Crystal Structure of Outer Membrane Protein NMB0315 from Neisseria meningitidis
Figure 2
The catalytic pocket of NMB0315.
(A) The metal ion binding site. Nitrogen, oxygen and carbon atoms are colored blue, red and cyan, respectively. The metal ion and water molecules are shown as red and yellow balls, respectively. The initial experimental electron density map calculated from the SAD phases is shown contoured at 14σ in black. Hydrogen bonds are shown as red dashed lines. (B) The superposition of the active site of NMB0315 onto LasA. The side chains of conserved residues are shown as sticks, and the main chain is shown as loops.
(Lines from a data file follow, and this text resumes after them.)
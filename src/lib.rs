pub mod ble;
pub mod calibration;
pub mod config;
pub mod decoder;
pub mod error;
pub mod orientation;
pub mod pipeline;
pub mod quaternion;
pub mod rate_limiter;
pub mod recording;
pub mod types;
pub mod window_buffer;

pub use error::{Result, TelemetryError};
pub use pipeline::{Outcome, SampleReady, TelemetryPipeline};
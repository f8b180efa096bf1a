use serde::{Deserialize, Serialize};

/// Capacidad canónica de cada serie (~10 s de datos a 20 Hz)
pub const MAX_POINTS: usize = 200;
/// Capacidad de la primera versión del visor
pub const LEGACY_MAX_POINTS: usize = 100;
/// Intervalo mínimo entre notificaciones procesadas (ms)
pub const UPDATE_INTERVAL_MS: u64 = 50;
/// Factor de suavizado exponencial
pub const SMOOTHING: f32 = 0.1;
/// Gravedad, escala de referencia para aceleración
pub const GRAVITY: f32 = 9.81;
/// Escala de referencia para un pitch ya calculado en grados
pub const PITCH_SCALE_DEG: f32 = 90.0;
/// Bytes por campo: float32 little-endian
pub const FIELD_BYTES: usize = 4;

/// Fuente de telemetría con layout binario fijo
#[derive(Debug, Clone, PartialEq, Serialize, Deserialize)]
pub struct Channel {
    /// Identificador lógico, p.ej. "accelerometer"
    pub id: String,
    /// UUID de la característica GATT (solo lo usa el transporte)
    #[serde(default)]
    pub uuid: String,
    /// Campos en orden de aparición en el payload
    pub fields: Vec<String>,
}

impl Channel {
    pub fn new(id: &str, uuid: &str, fields: &[&str]) -> Self {
        Self {
            id: id.to_string(),
            uuid: uuid.to_string(),
            fields: fields.iter().map(|f| f.to_string()).collect(),
        }
    }

    /// Longitud mínima del payload: 4 bytes por campo
    pub fn payload_len(&self) -> usize {
        self.fields.len() * FIELD_BYTES
    }

    pub fn field_index(&self, name: &str) -> Option<usize> {
        self.fields.iter().position(|f| f == name)
    }
}

/// Una lectura decodificada. Inmutable una vez creada.
#[derive(Debug, Clone, PartialEq, Serialize)]
pub struct Sample {
    pub channel: String,
    /// Segundos del reloj monotónico en el momento de la recepción
    pub timestamp: f64,
    /// (campo, valor) en el orden declarado por el canal
    pub fields: Vec<(String, f32)>,
}

impl Sample {
    pub fn get(&self, name: &str) -> Option<f32> {
        self.fields
            .iter()
            .find(|(field, _)| field == name)
            .map(|(_, value)| *value)
    }

    pub fn values(&self) -> impl Iterator<Item = f32> + '_ {
        self.fields.iter().map(|(_, value)| *value)
    }
}

/// Notificación cruda tal como la entrega el transporte
#[derive(Debug, Clone, PartialEq)]
pub struct Notification {
    pub channel: String,
    pub payload: Vec<u8>,
    /// Milisegundos del reloj monotónico al recibir
    pub received_ms: u64,
}

impl Notification {
    pub fn new(channel: &str, payload: Vec<u8>, received_ms: u64) -> Self {
        Self {
            channel: channel.to_string(),
            payload,
            received_ms,
        }
    }

    pub fn timestamp_secs(&self) -> f64 {
        self.received_ms as f64 / 1000.0
    }
}

/// Estado de la suscripción de un canal
#[derive(Debug, Clone, Copy, PartialEq, Eq, Serialize)]
pub enum ChannelState {
    Idle,
    Subscribed,
    Receiving,
}

/// Canales del Nicla Sense ME
pub fn nicla_sense_me_channels() -> Vec<Channel> {
    vec![
        Channel::new(
            "accelerometer",
            "19b10000-5001-537e-4f6c-d104768a1214",
            &["Ax", "Ay", "Az"],
        ),
        Channel::new(
            "gyroscope",
            "19b10000-6001-537e-4f6c-d104768a1214",
            &["x", "y", "z"],
        ),
    ]
}

#[cfg(test)]
mod tests {
    use super::*;

    #[test]
    fn test_payload_len_follows_fields() {
        let channels = nicla_sense_me_channels();
        assert_eq!(channels[0].payload_len(), 12);
        assert_eq!(channels[0].field_index("Az"), Some(2));
        assert_eq!(channels[1].field_index("Az"), None);
    }

    #[test]
    fn test_sample_lookup_by_name() {
        let sample = Sample {
            channel: "gyroscope".to_string(),
            timestamp: 1.5,
            fields: vec![("x".into(), 1.0), ("y".into(), -2.0), ("z".into(), 3.0)],
        };
        assert_eq!(sample.get("y"), Some(-2.0));
        assert_eq!(sample.get("w"), None);
        assert_eq!(sample.values().collect::<Vec<_>>(), vec![1.0, -2.0, 3.0]);
    }
}
use serde::Serialize;

#[derive(Clone, Copy, Debug, PartialEq, Serialize)]
pub struct Quaternion {
    pub w: f32,
    pub x: f32,
    pub y: f32,
    pub z: f32,
}

impl Quaternion {
    pub const IDENTITY: Self = Self {
        w: 1.0,
        x: 0.0,
        y: 0.0,
        z: 0.0,
    };

    pub fn new(w: f32, x: f32, y: f32, z: f32) -> Self {
        Self { w, x, y, z }
    }

    /// Rotación de `angle` radianes alrededor de un eje (se normaliza)
    pub fn from_axis_angle(axis: [f32; 3], angle: f32) -> Self {
        let norm = (axis[0] * axis[0] + axis[1] * axis[1] + axis[2] * axis[2])
            .sqrt()
            .max(1e-9);
        let half = angle / 2.0;
        let s = half.sin() / norm;
        Self::new(half.cos(), axis[0] * s, axis[1] * s, axis[2] * s)
    }

    pub fn about_x(angle: f32) -> Self {
        Self::from_axis_angle([1.0, 0.0, 0.0], angle)
    }

    pub fn about_y(angle: f32) -> Self {
        Self::from_axis_angle([0.0, 1.0, 0.0], angle)
    }

    pub fn about_z(angle: f32) -> Self {
        Self::from_axis_angle([0.0, 0.0, 1.0], angle)
    }

    pub fn normalized(self) -> Self {
        let norm = (self.w * self.w + self.x * self.x + self.y * self.y + self.z * self.z)
            .sqrt()
            .max(1e-9);

        Self {
            w: self.w / norm,
            x: self.x / norm,
            y: self.y / norm,
            z: self.z / norm,
        }
    }

    pub fn mul(self, rhs: Self) -> Self {
        Self {
            w: self.w * rhs.w - self.x * rhs.x - self.y * rhs.y - self.z * rhs.z,
            x: self.w * rhs.x + self.x * rhs.w + self.y * rhs.z - self.z * rhs.y,
            y: self.w * rhs.y - self.x * rhs.z + self.y * rhs.w + self.z * rhs.x,
            z: self.w * rhs.z + self.x * rhs.y - self.y * rhs.x + self.z * rhs.w,
        }
    }

    /// Ángulo total de la rotación, en [0, π]
    pub fn angle(self) -> f32 {
        let q = self.normalized();
        2.0 * q.w.abs().clamp(0.0, 1.0).acos()
    }
}

impl Default for Quaternion {
    fn default() -> Self {
        Self::IDENTITY
    }
}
NMB0315 is colored cyan, with the nitrogen and oxygen atoms of the side chains colored blue and red, respectively. LasA is colored gray. The metal ions of NMB0315 and LasA in the active sites are represented as red and light pink spheres, respectively. (C) Sequence alignment of NMB0315, Vly and LytM. Secondary structure elements of NMB0315 are shown as arrows (β-strands). The amino acids highlighted in red and denoted with asterisks are key residues in the active site that are conserved across the three proteins. (D,E) The atomic absorption spectrum for the different metal elements in the purified NMB0315 protein solution. (F) ITC measurement of the binding affinity between Zn2+ and NMB0315.